═══ Information ═══

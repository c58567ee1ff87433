//! `raffler` - giveaway and tournament scheduler

use clap::Parser;
use tokio::signal::unix::{SignalKind, signal};
use tokio_util::sync::CancellationToken;

use raffler::cli::args::Cli;
use raffler::cli::commands;
use raffler::error::ExitCode;
use raffler::observability::init_logging;

#[tokio::main]
async fn main() {
    let cli = Cli::parse();

    if !cli.quiet {
        init_logging(cli.log_format, cli.verbose, cli.color);
    }

    let cancel = CancellationToken::new();

    // First signal shuts down gracefully, second one forces exit
    let token = cancel.clone();
    tokio::spawn(async move {
        let mut sigterm = match signal(SignalKind::terminate()) {
            Ok(s) => s,
            Err(e) => {
                tracing::warn!(error = %e, "failed to register SIGTERM handler");
                if tokio::signal::ctrl_c().await.is_ok() {
                    token.cancel();
                }
                return;
            }
        };

        tokio::select! {
            _ = tokio::signal::ctrl_c() => {}
            _ = sigterm.recv() => {}
        }

        eprintln!("\nShutting down gracefully... (press Ctrl+C again to force)");
        token.cancel();

        tokio::select! {
            _ = tokio::signal::ctrl_c() => std::process::exit(ExitCode::INTERRUPTED),
            _ = sigterm.recv() => std::process::exit(ExitCode::TERMINATED),
        }
    });

    let result = commands::dispatch(cli, cancel).await;

    match result {
        Ok(()) => std::process::exit(ExitCode::SUCCESS),
        Err(e) => {
            eprintln!("error: {e}");
            std::process::exit(e.exit_code());
        }
    }
}
//! CLI command dispatch and handlers
//!
//! Routes parsed CLI arguments to the appropriate command handler.

pub mod completions;
pub mod draw;
pub mod list;
pub mod run;
pub mod validate;
pub mod version;

use tokio_util::sync::CancellationToken;

use crate::cli::args::{Cli, Commands};
use crate::error::RafflerError;

/// Dispatch a parsed CLI invocation to the appropriate command handler.
///
/// `cancel` is triggered by the process signal handler; long-running
/// commands shut down cleanly when it fires.
///
/// # Errors
///
/// Returns an error if the dispatched command handler fails.
pub async fn dispatch(cli: Cli, cancel: CancellationToken) -> Result<(), RafflerError> {
    match cli.command {
        Commands::Run(args) => run::run(&args, cancel).await,
        Commands::Validate(args) => validate::run(&args),
        Commands::List(args) => list::run(&args).await,
        Commands::Draw(args) => draw::run(&args),
        Commands::Completions(args) => {
            completions::run(&args);
            Ok(())
        }
        Commands::Version(args) => {
            version::run(&args);
            Ok(())
        }
    }
}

═══

As listed above, the lines from the line with "std::process::exit(e.exit_code());" to the line with "pub mod version;" are to be echoed exactly, with both ends included and nothing added.

            std::process::exit(e.exit_code());
        }
    }
}
//! CLI command dispatch and handlers
//!
//! Routes parsed CLI arguments to the appropriate command handler.

pub mod completions;
pub mod draw;
pub mod list;
pub mod run;
pub mod validate;
pub mod version;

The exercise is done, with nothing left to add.